Questions and Answers on criminal law measures against maritime pollution

20 octobre 2021 Pierre Perrin-Monlouis

Why is the Commission presenting a new proposal for a directive?

The new proposal for an amending directive on ship-source pollution aims to fill a legal vacuum created by a ruling of the European Court of Justice in October 2007 which annulled Framework Decision 2005/667/JHA “to strengthen the criminal-law framework for the enforcement of the law against ship-source pollution”.

Out of concern about the illegal operational discharges of polluting substances from ships at sea, and in the aftermath of major accidental oil spills, the Commission had presented in 2003 both a proposal for a Directive, based on the EC Treaty, “on ship-source pollution and on the introduction of sanctions, including criminal sanctions, for pollution offences” (IP 03/316), and for a Framework Decision, based on the EU Treaty, “to strengthen the criminal-law framework for the enforcement of the law against ship-source pollution”. The proposed first pillar instrument provided that ship-source pollution should be considered a criminal offence, subject to criminal penalties, whilst the proposed third pillar instrument was primarily designed to approximate levels of criminal penalties.

This splitting between Community and intergovernmental competence for criminal law related measures was initially supported by the European Parliament but opposed by the Council.

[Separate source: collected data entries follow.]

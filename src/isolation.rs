//! Failure isolation for extension code.
//!
//! Handlers, wrappers and plugins come from third-party extensions. Each
//! call into them goes through [`isolate`], which turns both returned errors
//! and panics into a [`Fault`] so one misbehaving extension only loses its
//! own contribution.

use std::fmt;
use std::panic::{catch_unwind, AssertUnwindSafe};

use crate::error::BrokenCraftingRecipe;

/// Why a call into extension code did not produce a value.
#[derive(Debug)]
pub enum Fault {
    /// The extension returned an error.
    Error(anyhow::Error),
    /// The extension panicked; holds the panic message when it had one.
    Panic(String),
}

impl Fault {
    /// Whether the extension reported a malformed recipe structure.
    pub fn is_broken_recipe(&self) -> bool {
        match self {
            Fault::Error(err) => err.downcast_ref::<BrokenCraftingRecipe>().is_some(),
            Fault::Panic(_) => false,
        }
    }
}

impl fmt::Display for Fault {
    fn fmt(&self, f: &mut fmt::Formatter<'_>) -> fmt::Result {
        match self {
            Fault::Error(err) => write!(f, "{:#}", err),
            Fault::Panic(message) => write!(f, "panicked: {}", message),
        }
    }
}

/// Run extension code, catching errors and panics.
///
/// The closure must not leave shared state half-updated when it panics;
/// callers only pass closures that build fresh values.
pub fn isolate<T>(f: impl FnOnce() -> anyhow::Result<T>) -> Result<T, Fault> {
    match catch_unwind(AssertUnwindSafe(f)) {
        Ok(Ok(value)) => Ok(value),
        Ok(Err(err)) => Err(Fault::Error(err)),
        Err(payload) => Err(Fault::Panic(panic_message(payload.as_ref()))),
    }
}

fn panic_message(payload: &(dyn std::any::Any + Send)) -> String {
    if let Some(s) = payload.downcast_ref::<&str>() {
        (*s).to_string()
    } else if let Some(s) = payload.downcast_ref::<String>() {
        s.clone()
    } else {
        "unknown panic payload".to_string()
    }
}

Eventually, the legislation was adopted in 2005, in accordance with the Council’s point of view. Directive 2005/35/EC currently contains a precise definition of the infringements along with the rule that they will “be subject to effective, proportionate and dissuasive penalties, which may include criminal or administrative penalties” (IP 05/888), whilst Framework Decision 2005/667/JHA included provisions on the nature, type and levels of criminal penalties.

In a ruling given on 23 October 2007, the European Court of Justice, seized by the Commission, invalidated this approach. The Court ruled that the provisions relating to the definition of criminal offences and to the nature of sanctions can be adopted on the basis of the EC Treaty if necessary to ensure that the Community rules on maritime safety are fully effective. For this reason, the Court annulled Framework Decision 2005/667/JHA.

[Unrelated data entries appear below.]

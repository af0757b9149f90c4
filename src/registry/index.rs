//! The indexed recipe state shared with registry plugins.

use std::collections::HashMap;
use std::sync::Arc;

use indexmap::IndexMap;

use crate::error::{RecipedexError, Result};
use crate::ingredient::{Ingredient, IngredientRegistry};
use crate::recipe::{
    CategoryOrder, Focus, Ingredients, Recipe, RecipeCategory, RecipeMap, WrapperHandle, WrapperId,
};

/// Categories, wrappers and the two ingredient maps.
///
/// Plugins get read-only access to this view. Only the registry mutates it,
/// through [`insert`](Self::insert) and [`remove`](Self::remove).
pub struct RecipeIndex {
    ingredients: Arc<IngredientRegistry>,
    categories: IndexMap<String, RecipeCategory>,
    input_map: RecipeMap,
    output_map: RecipeMap,
    recipes_by_category: HashMap<String, Vec<Arc<dyn Recipe>>>,
    ingredients_by_wrapper: HashMap<WrapperId, Ingredients>,
    crafting_items: HashMap<String, Vec<Ingredient>>,
}

impl RecipeIndex {
    /// Create an empty index over `categories`, which must have unique UIDs.
    pub(crate) fn new(
        ingredients: Arc<IngredientRegistry>,
        categories: Vec<RecipeCategory>,
    ) -> Self {
        let order = Arc::new(CategoryOrder::new(&categories));
        Self {
            input_map: RecipeMap::new(Arc::clone(&ingredients), Arc::clone(&order)),
            output_map: RecipeMap::new(Arc::clone(&ingredients), order),
            ingredients,
            categories: categories
                .into_iter()
                .map(|c| (c.uid().to_string(), c))
                .collect(),
            recipes_by_category: HashMap::new(),
            ingredients_by_wrapper: HashMap::new(),
            crafting_items: HashMap::new(),
        }
    }

    pub fn ingredient_registry(&self) -> &IngredientRegistry {
        &self.ingredients
    }

    pub fn category(&self, uid: &str) -> Option<&RecipeCategory> {
        self.categories.get(uid)
    }

    /// Registered categories, in registration order.
    pub fn categories(&self) -> impl Iterator<Item = &RecipeCategory> {
        self.categories.values()
    }

    /// Map keyed by recipe inputs.
    pub fn input_map(&self) -> &RecipeMap {
        &self.input_map
    }

    /// Map keyed by recipe outputs.
    pub fn output_map(&self) -> &RecipeMap {
        &self.output_map
    }

    /// Wrappers of a category, in add order.
    pub fn wrappers_for_category(&self, category: &RecipeCategory) -> Vec<WrapperHandle> {
        self.input_map.wrappers_for_category(category)
    }

    /// Recipes of a category, in add order.
    pub fn recipes_for_category(&self, uid: &str) -> &[Arc<dyn Recipe>] {
        self.recipes_by_category
            .get(uid)
            .map(Vec::as_slice)
            .unwrap_or(&[])
    }

    /// Ingredients recorded for a wrapper when it was added.
    pub fn ingredients_of(&self, wrapper: &WrapperHandle) -> Option<&Ingredients> {
        self.ingredients_by_wrapper.get(&wrapper.id())
    }

    /// Crafting items registered for a category, in registration order.
    pub fn crafting_items(&self, uid: &str) -> &[Ingredient] {
        self.crafting_items
            .get(uid)
            .map(Vec::as_slice)
            .unwrap_or(&[])
    }

    /// Whether `ingredient` matches one of the category's crafting items.
    pub fn is_crafting_item(&self, uid: &str, ingredient: &Ingredient) -> bool {
        self.ingredients
            .get_match(self.crafting_items(uid), ingredient)
            .is_some()
    }

    /// Whether the wrapper's ingredient groups on the focus side hold a
    /// match for the focus value.
    pub fn wrapper_matches(&self, wrapper: &WrapperHandle, focus: &Focus) -> bool {
        let Some(ingredients) = self.ingredients_of(wrapper) else {
            return false;
        };
        let candidates: Vec<Ingredient> = ingredients
            .groups(focus.mode())
            .iter()
            .flatten()
            .cloned()
            .collect();
        self.ingredients
            .get_match(&candidates, focus.value())
            .is_some()
    }

    /// Number of recipes indexed, across all categories.
    pub fn recipe_count(&self) -> usize {
        self.ingredients_by_wrapper.len()
    }

    pub(crate) fn add_crafting_item(&mut self, uid: &str, item: Ingredient) -> Result<()> {
        let category = self.require_category(uid)?.clone();
        self.input_map.add_recipe_category(&category, &item)?;
        self.crafting_items
            .entry(uid.to_string())
            .or_default()
            .push(item);
        Ok(())
    }

    /// Index a wrapper under both maps and the category lists.
    ///
    /// Either both maps are written or neither is.
    pub(crate) fn insert(
        &mut self,
        recipe: &Arc<dyn Recipe>,
        wrapper: &WrapperHandle,
        category: &RecipeCategory,
        ingredients: Ingredients,
    ) -> Result<()> {
        self.input_map
            .add_recipe(wrapper, category, ingredients.inputs())?;
        if let Err(err) = self
            .output_map
            .add_recipe(wrapper, category, ingredients.outputs())
        {
            self.input_map
                .remove_recipe(wrapper, category, ingredients.inputs())?;
            return Err(err);
        }

        self.recipes_by_category
            .entry(category.uid().to_string())
            .or_default()
            .push(Arc::clone(recipe));
        self.ingredients_by_wrapper.insert(wrapper.id(), ingredients);
        Ok(())
    }

    /// Inverse of [`insert`](Self::insert), using the ingredients recorded
    /// at insert time.
    pub(crate) fn remove(
        &mut self,
        recipe: &Arc<dyn Recipe>,
        wrapper: &WrapperHandle,
        category: &RecipeCategory,
    ) -> Result<()> {
        let Some(ingredients) = self.ingredients_by_wrapper.remove(&wrapper.id()) else {
            return Ok(());
        };
        self.input_map
            .remove_recipe(wrapper, category, ingredients.inputs())?;
        self.output_map
            .remove_recipe(wrapper, category, ingredients.outputs())?;

        if let Some(recipes) = self.recipes_by_category.get_mut(category.uid()) {
            recipes.retain(|r| !Arc::ptr_eq(r, recipe));
            if recipes.is_empty() {
                self.recipes_by_category.remove(category.uid());
            }
        }
        Ok(())
    }

    fn require_category(&self, uid: &str) -> Result<&RecipeCategory> {
        self.category(uid)
            .ok_or_else(|| RecipedexError::UnknownCategory {
                uid: uid.to_string(),
            })
    }
}

#[cfg(test)]
mod tests {
    use super::*;
    use crate::recipe::{RecipeClass, RecipeWrapper};
    use crate::vanilla::{default_ingredient_registry, ItemStack, ItemStackHelper};

    const SMELTING: RecipeClass = RecipeClass::new("smelting");

    #[derive(Debug)]
    struct Smelt(&'static str, &'static str);

    impl Recipe for Smelt {
        fn recipe_class(&self) -> RecipeClass {
            SMELTING
        }
    }

    impl RecipeWrapper for Smelt {
        fn ingredients(&self, ingredients: &mut Ingredients) -> anyhow::Result<()> {
            ingredients.set_inputs(vec![ItemStack::new(self.0)]);
            ingredients.set_output(ItemStack::new(self.1));
            Ok(())
        }
    }

    fn index() -> RecipeIndex {
        RecipeIndex::new(
            Arc::new(default_ingredient_registry(ItemStackHelper::new())),
            vec![RecipeCategory::new("smelting", "Smelting")],
        )
    }

    fn insert(
        index: &mut RecipeIndex,
        input: &'static str,
        output: &'static str,
    ) -> (Arc<dyn Recipe>, WrapperHandle) {
        let recipe: Arc<dyn Recipe> = Arc::new(Smelt(input, output));
        let wrapper = WrapperHandle::from_wrapper(Smelt(input, output));
        let mut ingredients = Ingredients::new();
        wrapper.ingredients(&mut ingredients).unwrap();
        let category = index.category("smelting").unwrap().clone();
        index.insert(&recipe, &wrapper, &category, ingredients).unwrap();
        (recipe, wrapper)
    }

    #[test]
    fn insert_writes_both_maps() {
        let mut index = index();
        let (_, wrapper) = insert(&mut index, "minecraft:iron_ore", "minecraft:iron_ingot");

        let ore = Ingredient::new(ItemStack::new("minecraft:iron_ore"));
        let ingot = Ingredient::new(ItemStack::new("minecraft:iron_ingot"));
        assert_eq!(index.input_map().categories_for_ingredient(&ore).unwrap(), vec!["smelting"]);
        assert_eq!(index.output_map().categories_for_ingredient(&ingot).unwrap(), vec!["smelting"]);
        assert!(index.input_map().categories_for_ingredient(&ingot).unwrap().is_empty());
        assert_eq!(index.recipe_count(), 1);
        let iron = Focus::output(ItemStack::new("minecraft:iron_ingot"));
        let gold = Focus::output(ItemStack::new("minecraft:gold_ingot"));
        assert!(index.wrapper_matches(&wrapper, &iron));
        assert!(!index.wrapper_matches(&wrapper, &gold));
    }

    #[test]
    fn remove_clears_everything() {
        let mut index = index();
        let (recipe, wrapper) = insert(&mut index, "minecraft:sand", "minecraft:glass");
        let category = index.category("smelting").unwrap().clone();
        index.remove(&recipe, &wrapper, &category).unwrap();

        assert!(index.input_map().is_empty());
        assert!(index.output_map().is_empty());
        assert!(index.recipes_for_category("smelting").is_empty());
        assert!(index.ingredients_of(&wrapper).is_none());
        assert_eq!(index.recipe_count(), 0);
    }

    #[test]
    fn failed_output_leaves_no_input_entries() {
        let mut index = index();
        let recipe: Arc<dyn Recipe> = Arc::new(Smelt("a", "b"));
        let wrapper = WrapperHandle::from_wrapper(Smelt("a", "b"));
        let mut ingredients = Ingredients::new();
        ingredients.set_inputs(vec![ItemStack::new("minecraft:cobblestone")]);
        ingredients.set_output(7u8);
        let category = index.category("smelting").unwrap().clone();

        assert!(index.insert(&recipe, &wrapper, &category, ingredients).is_err());
        assert!(index.input_map().is_empty());
        assert_eq!(index.input_map().entry_count(), 0);
        assert!(index.recipes_for_category("smelting").is_empty());
    }

    #[test]
    fn crafting_items_need_a_known_category() {
        let mut index = index();
        let furnace = Ingredient::new(ItemStack::new("minecraft:furnace"));
        index.add_crafting_item("smelting", furnace.clone()).unwrap();
        assert!(index.is_crafting_item("smelting", &furnace));
        assert!(index.add_crafting_item("brewing", furnace).is_err());
    }
}
//! Recipedex CLI entry point.

use std::process::ExitCode;

use clap::Parser;
use recipedex::cli::{Cli, CommandDispatcher, RegistrySource};
use recipedex::ui::{OutputMode, TerminalUI, UserInterface};
use tracing_subscriber::{fmt, prelude::*, EnvFilter};

/// Initialize the tracing subscriber for logging.
///
/// Log level is controlled by:
/// 1. `--debug` flag sets level to DEBUG
/// 2. `RUST_LOG` environment variable (if set)
/// 3. Default is INFO
fn init_tracing(debug: bool) {
    let filter = if debug {
        EnvFilter::new("recipedex=debug")
    } else {
        EnvFilter::try_from_default_env().unwrap_or_else(|_| EnvFilter::new("recipedex=info"))
    };

    tracing_subscriber::registry()
        .with(fmt::layer().with_target(false).with_writer(std::io::stderr))
        .with(filter)
        .init();
}

fn main() -> ExitCode {
    let cli = Cli::parse();
    init_tracing(cli.debug);

    tracing::debug!("Recipedex starting with args: {:?}", cli);

    let output_mode = if cli.quiet {
        OutputMode::Quiet
    } else {
        OutputMode::Normal
    };

    if cli.no_color {
        std::env::set_var("NO_COLOR", "1");
    }

    let working_dir = std::env::current_dir().unwrap_or_default();
    let source = RegistrySource::new(working_dir)
        .with_pack(cli.pack.clone())
        .with_config(cli.config.clone())
        .with_debug(cli.debug);

    let mut ui = TerminalUI::new(output_mode);
    let dispatcher = CommandDispatcher::new(source);

    match dispatcher.dispatch(&cli, &mut ui) {
        Ok(result) => ExitCode::from(result.exit_code as u8),
        Err(e) => {
            ui.error(&format!("Error: {}", e));
            ExitCode::from(1)
        }
    }
}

What are the major differences between a Framework Decision and a Directive?

Whereas a Framework Decision is adopted only by the Council, the proposed Directive will go through both the European Parliament and the Council as part of the Community co-decision making process. Furthermore, a Directive is more effective than a Framework Decision owing to the possible intervention of the European Court of Justice, which ensures that in the interpretation and application of the EC treaty, the law is observed. With regard to Framework Decisions, the European Commission does not have the option of bringing infringement proceedings in the event that a Member State does not correctly implement its provisions.

Why is criminal law a necessary instrument in the fight for an effective enforcement of the rules on maritime safety?
The system of sanctions, as it currently stands in Directive 2005/35/EC, only partially gives effect to the International Convention for the Prevention of Pollution from Ships (MARPOL). To ensure that penalties are “adequate in severity to discourage” potential polluters, as provided in Article 4(4) of MARPOL, the deterrent effect of the system of sanctions must be reinforced, sending a strong signal, with a much greater dissuasive effect, to potential offenders. Common rules on criminal offences make it possible to use effective methods of judicial cooperation between Member States. Criminal investigation and prosecution can be more powerful than administrative action.

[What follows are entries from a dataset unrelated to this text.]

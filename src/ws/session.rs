//! Feed session: connection, authentication, subscription and streaming.
//!
//! A [`FeedSession`] owns one socket and walks it through
//!
//! ```text
//! Disconnected → Connecting → Authenticating (v1) → Subscribing → Streaming
//!                                                        ↓            ↓
//!                                                     Failed     Disconnected
//! ```
//!
//! Every read and write goes through `&mut self`, so a session has exactly
//! one reader and one writer. Use [`FeedSession::spawn`] to drive it from a
//! background task instead.
//!
//! # Example
//!
//! ```no_run
//! use dhan_feed::config::FeedConfigBuilder;
//! use dhan_feed::types::{ExchangeSegment, FeedType, InstrumentSpec};
//! use dhan_feed::ws::session::FeedSession;
//!
//! # #[tokio::main]
//! # async fn main() -> dhan_feed::Result<()> {
//! let config = FeedConfigBuilder::new("client-id", "access-token")
//!     .instrument(InstrumentSpec::with_feed_type(ExchangeSegment::NSE_EQ, "1333", FeedType::Quote))
//!     .build();
//!
//! let mut session = FeedSession::new(config)?;
//! session.run().await?;
//!
//! while let Some(tick) = session.next_tick().await? {
//!     println!("{tick:?}");
//! }
//! # Ok(())
//! # }
//! ```

use std::collections::VecDeque;
use std::fmt;

use futures_util::Stream;

use crate::config::FeedConfig;
use crate::constants::REQUEST_HEADER_LEN;
use crate::constants::limits::MAX_INSTRUMENTS_PER_CONNECTION;
use crate::error::{AuthFailure, ConfigError, DhanError, ProtocolError, Result};
use crate::types::enums::{DisconnectReason, FeedProtocol, FeedRequestCode};
use crate::types::instrument::{InstrumentSpec, SubscriptionRequest};
use crate::types::tick::TickRecord;
use crate::ws::batcher;
use crate::ws::full_depth::{DepthAggregator, DepthMessage, decode_depth_messages};
use crate::ws::packet::decode_packet;
use crate::ws::subscriptions::SubscriptionSet;
use crate::ws::transport::{Connector, FeedTransport, Frame, WsConnector};
use crate::ws::wire::{self, SubscriptionAction};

Certain Member States, in particular those that are acting as coastal States, have recently reinforced their system of criminal sanctions. Their vigilance in relation to prevention and the severity of sanctions imposed by criminal courts, together with the publicity these cases have received has helped to reduce significantly the number of illegal discharges. In order to avoid that safe havens for perpetrators exist within the European Community, it is of the utmost importance that the same approach in tackling those crimes is adopted by all Member States, whether acting as flag State, port State and/or coastal State.

What is the added value of the proposed Directive as compared with the existing Directive 2005/35/EC?

When adopted in 2005, Directive 2005/35/EC and Framework Decision 2005/667/JHA were considered to form a comprehensive package in which the Framework Decision supplemented the Directive with certain criminal law related provisions that – according to the Council position at that time – belonged to the “Third Pillar” of intergovernmental cooperation. After the European Court of Justice annulled the Framework Decision, ruling that parts of it should have been adopted on the basis of the EC Treaty, its content – within the limits set by the Court – should now be included in Directive 2005/35/EC. This corresponds broadly to the initial proposal for a Directive which had been submitted by the European Commission in 2003 (COM (2003 (92) final). The added provisions will ensure that infringements against the Directive are considered criminal offences which have to be sanctioned with effective, proportionate and dissuasive criminal sanctions, at least as far as natural persons are concerned. The amendments will also clarify the scope of liability of companies for offences committed by persons having a leading position within that company or being enabled to be committed owing to a lack of control or supervision.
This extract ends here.